Neither Harden nor Embiid has been all that successful in this postseason without the other, but Harden, in particular, is elevated by the fact that playing with Embiid helps him to get downhill—to, effectively, turn back the clock. Harden, in turn, helps get Embiid into his preferred spots on the floor and gets everyone else out of his damn way. Post play has a great deal of logistical overhead; cuts need to be made and spots found before the action can even really begin. Harden makes that kind of organization look easy, something that couldn’t be said for any other guard Embiid has played with in Philadelphia thus far.
“That’s the reason why he’s here,” Embiid said of Harden’s ability to settle the Sixers into their offense. “That’s the reason why we brought him.”
Harden might be overqualified to direct traffic, but at this point it’s a core part of his value—and the conversation surrounding his future with the team. Harden could be an unrestricted free agent this summer if he’d like to be, and the fact that he conveniently missed the deadline to opt into his contract for next season suggests he might. Philadelphia might not be in a position where it can really afford to let him walk. Harden hasn’t produced like a max player since he joined the Sixers, but he gives them so much of what they need and he makes Embiid better in the process. That could be the key to a title in and of itself. Philly feels close—missing a more consistent wing shooter here, a proper backup center there. The story of the Sixers, on repeat. Yet what they’re missing most of all right now is a healthy Embiid in full effect, with two working hands and his skull intact. Even with this version of Harden—bolstered by the increasingly steady Tobias Harris, and Tyrese Maxey in overdrive—that could be enough.

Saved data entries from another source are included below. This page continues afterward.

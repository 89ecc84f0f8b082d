use std::time::Duration;

use serde::{Deserialize, Serialize};

/// Tunables for one replication instance.
#[derive(Clone, Debug, Serialize, Deserialize)]
pub struct ReplicationConfig {
    /// Distinguishes multiple replications over the same collection pair
    /// (e.g. per account). Part of the persisted checkpoint key.
    pub identifier: String,
    pub local_collection: String,
    pub remote_collection: String,
    #[serde(default = "default_pull_batch_size")]
    pub pull_batch_size: u32,
    #[serde(default = "default_push_batch_size")]
    pub push_batch_size: u32,
    #[serde(default = "default_poll_interval_ms")]
    pub poll_interval_ms: u64,
    #[serde(default = "default_max_backoff_secs")]
    pub max_backoff_secs: u64,
    /// Consecutive remote rejections before a document is quarantined.
    #[serde(default = "default_quarantine_after")]
    pub quarantine_after: u32,
}

fn default_pull_batch_size() -> u32 {
    100
}

fn default_push_batch_size() -> u32 {
    50
}

fn default_poll_interval_ms() -> u64 {
    2_000
}

fn default_max_backoff_secs() -> u64 {
    60
}

fn default_quarantine_after() -> u32 {
    5
}

impl ReplicationConfig {
    /// Same-named local and remote collection, default tuning.
    pub fn for_collection(identifier: impl Into<String>, collection: impl Into<String>) -> Self {
        let collection = collection.into();
        Self {
            identifier: identifier.into(),
            local_collection: collection.clone(),
            remote_collection: collection,
            pull_batch_size: default_pull_batch_size(),
            push_batch_size: default_push_batch_size(),
            poll_interval_ms: default_poll_interval_ms(),
            max_backoff_secs: default_max_backoff_secs(),
            quarantine_after: default_quarantine_after(),
        }
    }

    pub fn poll_interval(&self) -> Duration {
        Duration::from_millis(self.poll_interval_ms)
    }

    /// Exponential backoff for a failed cycle: 1s doubling per attempt,
    /// capped at `max_backoff_secs`.
    pub fn backoff(&self, attempt: u32) -> Duration {
        let secs = 1u64 << attempt.min(30);
        Duration::from_secs(secs.min(self.max_backoff_secs))
    }
}

#[cfg(test)]
mod tests {
    use super::*;

    #[test]
    fn backoff_grows_and_caps() {
        let config = ReplicationConfig::for_collection("test", "messages");
        assert_eq!(config.backoff(0), Duration::from_secs(1));
        assert_eq!(config.backoff(1), Duration::from_secs(2));
        assert_eq!(config.backoff(3), Duration::from_secs(8));
        assert_eq!(config.backoff(20), Duration::from_secs(60));
    }

    #[test]
    fn defaults_fill_in_from_partial_config() {
        let config: ReplicationConfig = serde_json::from_str(
            r#"{"identifier": "acct-1", "local_collection": "a", "remote_collection": "b"}"#,
        )
        .unwrap();
        assert_eq!(config.pull_batch_size, 100);
        assert_eq!(config.quarantine_after, 5);
    }
}
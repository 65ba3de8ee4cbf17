use derive_more::Display;

use crate::token::TokenType;

#[derive(Debug, Clone, Copy, PartialEq, Eq, Display)]
pub enum BinaryOp {
    #[display(fmt = "-")]
    Minus,
    #[display(fmt = "+")]
    Plus,
    #[display(fmt = "*")]
    Star,
    #[display(fmt = "/")]
    Slash,
}

impl TryFrom<TokenType> for BinaryOp {
    type Error = TokenType;

    fn try_from(kind: TokenType) -> Result<Self, Self::Error> {
        match kind {
            TokenType::Minus => Ok(BinaryOp::Minus),
            TokenType::Plus => Ok(BinaryOp::Plus),
            TokenType::Star => Ok(BinaryOp::Star),
            TokenType::Slash => Ok(BinaryOp::Slash),
            other => Err(other),
        }
    }
}

#[derive(Debug, Clone, PartialEq)]
pub struct BinaryOpNode {
    pub lhs: Box<Expression>,
    pub op: BinaryOp,
    pub rhs: Box<Expression>,
}

#[derive(Debug, Clone, PartialEq)]
pub enum Expression {
    Literal(f64),
    Binary(BinaryOpNode),
}

impl Expression {
    pub fn binary(lhs: Expression, op: BinaryOp, rhs: Expression) -> Self {
        Expression::Binary(BinaryOpNode {
            lhs: Box::new(lhs),
            op,
            rhs: Box::new(rhs),
        })
    }

    fn is_leaf(&self) -> bool {
        matches!(self, Expression::Literal(_))
    }
}

// Flattens the subtree before it is freed: a left-leaning chain of operators is
// as deep as it is long, and the derived drop would recurse once per node.
impl Drop for BinaryOpNode {
    fn drop(&mut self) {
        if self.lhs.is_leaf() && self.rhs.is_leaf() {
            return;
        }

        let mut pending = vec![take_child(&mut self.lhs), take_child(&mut self.rhs)];
        while let Some(expr) = pending.pop() {
            if let Expression::Binary(mut node) = expr {
                pending.push(take_child(&mut node.lhs));
                pending.push(take_child(&mut node.rhs));
            }
        }
    }
}

fn take_child(slot: &mut Expression) -> Expression {
    std::mem::replace(slot, Expression::Literal(0.0))
}

#[cfg(test)]
mod tests {
    use super::*;

    #[test]
    fn drops_long_chain_without_recursion() {
        let mut expr = Expression::Literal(1.0);
        for _ in 0..200_000 {
            expr = Expression::binary(expr, BinaryOp::Minus, Expression::Literal(1.0));
        }
        drop(expr);
    }

    #[test]
    fn operator_from_token_type() {
        assert_eq!(BinaryOp::try_from(TokenType::Slash), Ok(BinaryOp::Slash));
        assert_eq!(BinaryOp::try_from(TokenType::LeftParen), Err(TokenType::LeftParen));
    }
}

The future of this partnership, however, depends on expectations—and we can see them forming in real time. It’s in how Rivers goes out of his way to note that Harden’s point totals don’t matter so much as the points he helps the offense create. It’s in the way his teammates have framed his role and impact on the floor.
“What we really need him to do on a nightly basis is what he does,” Harris said after Game 4. “It’s [to] be solid for us, and be able to really pick apart the defense—of how they’re playing him.”

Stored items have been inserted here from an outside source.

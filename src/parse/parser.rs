use crate::ast::*;

use super::context::Context;
use super::error::ParseError;

use crate::token::{Token, TokenType};

pub fn parse(items: &[Token]) -> Result<Expression, ParseError> {
    let mut state = Context::new(items);
    let expr = parse_addition(&mut state)?;
    let li = state.get_curr()?;
    if li.kind != TokenType::Eof {
        return Err(ParseError::Unfinished(li.kind, li.span));
    }
    Ok(expr)
}

fn parse_addition(state: &mut Context) -> Result<Expression, ParseError> {
    parse_recursive_binary(
        state,
        &[TokenType::Minus, TokenType::Plus],
        parse_multiplication,
    )
}

fn parse_multiplication(state: &mut Context) -> Result<Expression, ParseError> {
    parse_recursive_binary(state, &[TokenType::Star, TokenType::Slash], parse_primary)
}

fn parse_recursive_binary<F>(
    state: &mut Context,
    match_tokens: &'static [TokenType],
    lower_fn: F,
) -> Result<Expression, ParseError>
where
    F: Fn(&mut Context) -> Result<Expression, ParseError>,
{
    let mut lhs = lower_fn(state)?;

    while let Some(op_li) = state.match_any(match_tokens) {
        let op = BinaryOp::try_from(op_li.kind)
            .map_err(|kind| ParseError::UnexpectedToken(kind, op_li.span))?;
        let rhs = lower_fn(state)?;
        lhs = Expression::binary(lhs, op, rhs);
    }

    Ok(lhs)
}

fn parse_primary(state: &mut Context) -> Result<Expression, ParseError> {
    if let Some(li) = state.match_any(&[TokenType::Number]) {
        return li
            .literal
            .map(Expression::Literal)
            .ok_or(ParseError::ParseToNumber(li.span));
    }

    if let Some(open) = state.match_any(&[TokenType::LeftParen]) {
        return parse_group(state, open);
    }

    let li = state.get_curr()?;
    Err(ParseError::UnexpectedToken(li.kind, li.span))
}

fn parse_group<'a>(state: &mut Context<'a>, open: Token<'a>) -> Result<Expression, ParseError> {
    state.enter_group(open)?;
    let expr = parse_addition(state)?;
    state.leave_group();

    // now the current token must be ')'
    let li = state.get_curr()?;
    if li.kind != TokenType::RightParen {
        return Err(ParseError::MissingClosingParen(open.span, li.kind, li.span));
    }

    state.advance();
    Ok(expr)
}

A member of the Heat could characterize Gabe Vincent, the undrafted guard spot-starting for an injured Kyle Lowry, in the exact same way. Harden, to be clear, does so much more on the floor than any role player; the reason he has the ball in his hands, even when he isn’t scoring 36 a game, is because of the attention he commands and the sophisticated way he manipulates it. There is definite truth to the idea that his value isn’t solely expressed through his individual scoring. So long as Harden helps run a potent and flexible offense, he’ll be vital to the Sixers. He just isn’t the player who made the All-NBA first team six times in seven years, dominating in a style virtually no one else could. This Harden is different. More dependent. He takes what the game gives him.
There was an opportunity for Harden to seize the moment in Game 5 just as he had in Game 4—to give the Sixers a chance to compete, at least, in the space before the Heat built their runaway lead. Embiid was in pain. He had taken another direct shot to his already fractured face during the second quarter, and although he stayed on the floor, Embiid was completely out of sorts. The dominant big man parked himself in the corner on some possessions, out of the way. “Sometimes your body—and whatever that’s going on—just won’t allow you to be yourself,” Embiid said after. The offense stalled out. Miami’s lead ballooned. Harden, the Sixers’ best and only hope, couldn’t be himself, either.